Health Tips For New Mothers

Preventing back pain

Pregnant women commonly complain of back pain. Usually, the pain diminishes within two weeks after delivery. But back pain may return as soon as you begin lifting and carrying the infant on a daily basis. As the infant grows, the weight increases and back pain can worsen. Here are ways for new mothers that can help reduce their risk of injury and back pain. Do not stretch your arms out to pick up the baby. Bring the baby close to your chest before lifting; bend at your knees, not at the waist. Squat down, tighten your stomach muscles and lift with your legs. Avoid twisting your body.

Getting up from the bed: turn towards one side, put your legs down and then get up from the bed

Lifting the child: Bend down on your knees and hip bent and then lift the child. When lifting the child up out of the crib, tilt the crib side down and pull the child toward you. Do not bend over the side of the crib and lift the baby over the top. Do not carry a child on your hip; this overloads the back muscles.

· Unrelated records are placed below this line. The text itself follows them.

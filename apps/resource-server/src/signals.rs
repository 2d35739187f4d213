use anyhow::Result;
use tokio::signal;

/// Wait for Ctrl+C or SIGTERM.
///
/// # Errors
/// Returns an error if a signal handler cannot be installed.
pub async fn wait_for_shutdown() -> Result<()> {
    tokio::select! {
        result = wait_ctrl_c() => result?,
        result = wait_sigterm() => result?,
    }

    tracing::info!("Shutdown signal received, draining in-flight requests");
    Ok(())
}

/// Future for `axum::serve(..).with_graceful_shutdown`; logs instead of failing.
pub async fn shutdown_signal() {
    if let Err(e) = wait_for_shutdown().await {
        tracing::error!(error = %e, "Signal handling failed, shutting down");
    }
}

async fn wait_ctrl_c() -> Result<()> {
    signal::ctrl_c().await.map_err(|e| {
        tracing::error!(%e, "Error handling Ctrl+C signal");
        e
    })?;
    tracing::info!("Received Ctrl+C signal");
    Ok(())
}

#[cfg(unix)]
async fn wait_sigterm() -> Result<()> {
    let mut signal_handler =
        signal::unix::signal(signal::unix::SignalKind::terminate()).map_err(|e| {
            tracing::error!(%e, "Failed to install SIGTERM handler");
            e
        })?;
    signal_handler.recv().await;
    tracing::info!("Received SIGTERM signal");
    Ok(())
}

#[cfg(not(unix))]
async fn wait_sigterm() -> Result<()> {
    std::future::pending::<Result<()>>().await
}
#![allow(clippy::unwrap_used, clippy::expect_used, dead_code)]

//! Common test utilities for resources integration tests

use resources::infra::storage::migrations::Migrator;
use resources::{Resource, ResourcesConfig, ResourcesModule};
use sea_orm::{ConnectOptions, Database, DatabaseConnection};
use sea_orm_migration::MigratorTrait;
use time::{Duration, OffsetDateTime};
use uuid::Uuid;

/// Fresh in-memory `SQLite` database with the schema applied.
///
/// A single pooled connection keeps every query on the same in-memory database.
pub async fn inmem_db() -> DatabaseConnection {
    let mut opts = ConnectOptions::new("sqlite::memory:");
    opts.max_connections(1).min_connections(1).sqlx_logging(false);
    let db = Database::connect(opts).await.expect("connect to in-memory sqlite");
    Migrator::up(&db, None).await.expect("apply migrations");
    db
}

pub async fn module() -> ResourcesModule {
    ResourcesModule::new(inmem_db().await, ResourcesConfig::default())
}

/// Resource created `age_secs` seconds before a fixed reference instant.
pub fn resource_aged(name: &str, description: Option<&str>, age_secs: i64) -> Resource {
    Resource {
        id: Uuid::now_v7(),
        name: name.to_owned(),
        description: description.map(str::to_owned),
        created_at: reference_instant() - Duration::seconds(age_secs),
    }
}

fn reference_instant() -> OffsetDateTime {
    time::macros::datetime!(2025-01-01 12:00:00 UTC)
}
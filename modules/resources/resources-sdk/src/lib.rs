//! Resources SDK
//!
//! This crate provides the public API for the resources module:
//! - `ResourcesClientV1` trait for in-process consumers
//! - Model types (`Resource`, `NewResource`, `ResourcePatch`, `ResourceQuery`, `ResourcePage`)
//! - Error type (`ResourcesError`)
//!
//! ```ignore
//! let client = module.client();
//! let created = client.create_resource(NewResource::named("alpha")).await?;
//! ```

#![forbid(unsafe_code)]

pub mod api;
pub mod errors;
pub mod models;

pub use api::ResourcesClientV1;
pub use errors::ResourcesError;
pub use models::{NewResource, Resource, ResourcePage, ResourcePatch, ResourceQuery};
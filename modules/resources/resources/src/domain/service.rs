use std::sync::Arc;

use resources_sdk::{NewResource, Resource, ResourcePage, ResourcePatch, ResourceQuery};
use time::OffsetDateTime;
use tracing::{debug, error, info, instrument};
use uuid::Uuid;

use super::error::DomainError;
use super::repo::{Pagination, ResourceFilter, ResourcesRepository};
use super::validation;

// ============================================================================
// Service Implementation
// ============================================================================

/// Domain service for resources.
///
/// Stateless between calls: every operation round-trips to the injected store.
#[derive(Clone)]
pub struct Service {
    repo: Arc<dyn ResourcesRepository>,
}

impl Service {
    #[must_use]
    pub fn new(repo: Arc<dyn ResourcesRepository>) -> Self {
        Self { repo }
    }

    /// Create a resource. Names are not unique; a retried call creates a second row.
    ///
    /// # Errors
    /// `InvalidArgument` on payload violations, `Internal` on store failure.
    #[instrument(skip(self, new), fields(name = %new.name))]
    pub async fn create(&self, new: NewResource) -> Result<Resource, DomainError> {
        info!("Creating resource");

        validation::validate_new_resource(&new)?;

        let resource = Resource {
            id: Uuid::now_v7(),
            name: new.name,
            description: new.description,
            created_at: OffsetDateTime::now_utc(),
        };

        let created = self
            .repo
            .create(resource)
            .await
            .map_err(|e| log_internal(e.into()))?;

        info!(resource_id = %created.id, "Successfully created resource");
        Ok(created)
    }

    /// List resources newest first. `total` counts the whole filtered set.
    ///
    /// # Errors
    /// `InvalidArgument` when `skip` or `take` exceeds the store's range,
    /// `Internal` on store failure.
    #[instrument(skip(self))]
    pub async fn list(&self, query: ResourceQuery) -> Result<ResourcePage, DomainError> {
        debug!("Listing resources");

        validation::validate_query(&query)?;

        let filter = ResourceFilter {
            name_contains: query.name.filter(|name| !name.is_empty()),
        };
        let page = Pagination {
            skip: query.skip,
            take: query.take,
        };

        let (items, total) = tokio::try_join!(
            self.repo.find_many(&filter, page),
            self.repo.count(&filter)
        )
        .map_err(|e| log_internal(e.into()))?;

        debug!(returned = items.len(), total, "Listed resources");
        Ok(ResourcePage { items, total })
    }

    /// # Errors
    /// `NotFound` when no resource has `id`, `Internal` on store failure.
    #[instrument(skip(self), fields(resource_id = %id))]
    pub async fn get_by_id(&self, id: Uuid) -> Result<Resource, DomainError> {
        debug!("Getting resource by id");

        self.repo
            .find_by_id(id)
            .await
            .map_err(|e| log_internal(DomainError::from_store(e, id)))?
            .ok_or_else(|| DomainError::not_found(id))
    }

    /// Apply only the fields present in `patch`.
    ///
    /// # Errors
    /// `InvalidArgument` for an empty or invalid patch (checked before any
    /// store access), `NotFound` when `id` is gone at write time.
    #[instrument(skip(self, patch), fields(resource_id = %id))]
    pub async fn update(&self, id: Uuid, patch: ResourcePatch) -> Result<Resource, DomainError> {
        info!("Updating resource");

        validation::validate_patch(&patch)?;

        let updated = self
            .repo
            .update(id, patch)
            .await
            .map_err(|e| log_internal(DomainError::from_store(e, id)))?;

        info!("Successfully updated resource");
        Ok(updated)
    }

    /// Hard delete. A second delete of the same id reports `NotFound`.
    ///
    /// # Errors
    /// `NotFound` when `id` does not exist, `Internal` on store failure.
    #[instrument(skip(self), fields(resource_id = %id))]
    pub async fn remove(&self, id: Uuid) -> Result<(), DomainError> {
        info!("Deleting resource");

        self.repo
            .delete(id)
            .await
            .map_err(|e| log_internal(DomainError::from_store(e, id)))?;

        info!("Successfully deleted resource");
        Ok(())
    }
}

/// Record opaque failures server-side before they are flattened for callers.
fn log_internal(err: DomainError) -> DomainError {
    if let DomainError::Internal(ref cause) = err {
        error!(error = ?cause, "Resource store operation failed");
    }
    err
}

To avoid upper back pain from breastfeeding, bring the baby to your breast, rather than bending over the baby. While you are nursing, sit in an upright chair rather than a soft couch.

Sleeping

Most common sleeping position is on the side, with the legs and hips aligned and flexed. Because this position leaves your upper leg unsupported, the top knee and thigh tend to slide forward and rest on the mattress, rotating the lower spine. This slight rotation may contribute to back or hip pain. To prevent that problem, place a pillow between your knees and thighs.

Sitting

Sit in a reclined position and place a pillow underneath the knees. This position eases out the tension in the back. Diaphragmatic breathing technique: is needed for relaxation, for proper healing of the scar tissue by increasing blood to the area.

  • Lie on your back on a flat surface or in bed, with your knees bent and your head supported. You can use a pillow under your knees to support your legs. Place one hand on your upper chest and the other just below your rib cage. This will allow you to feel your diaphragm move as you breathe. 
  • Breathe in slowly through your nose so that your stomach moves out against your hand. The hand on your chest should remain as still as possible. 
  • Tighten your stomach muscles, letting them fall inward as you exhale through pursed lips. The hand on your upper chest must remain as still as possible. When you first learn the diaphragmatic breathing technique, it may be easier for you to follow the instructions lying down, as shown. As you gain more practice, you can try the diaphragmatic breathing technique while sitting in a chair.

To perform this exercise while sitting in a chair:

  • Sit comfortably, with your knees bent and shoulders, head and neck relaxed. 
  • Place one hand on your upper chest and the other just below your rib cage. This will allow you to feel your diaphragm move as you breathe. 
  • Tighten your stomach muscles, letting them fall inward as you exhale through pursed lips The hand on your upper chest must remain as still as possible. 

Hut Exercise: Either sit in bed or a chair, or lie on your side in bed and place your hands over your tummy. Take a big breath in, and as you exhale say the word "hut" forcefully. You should feel your tummy tighten as you say "hut" and relax as you inhale.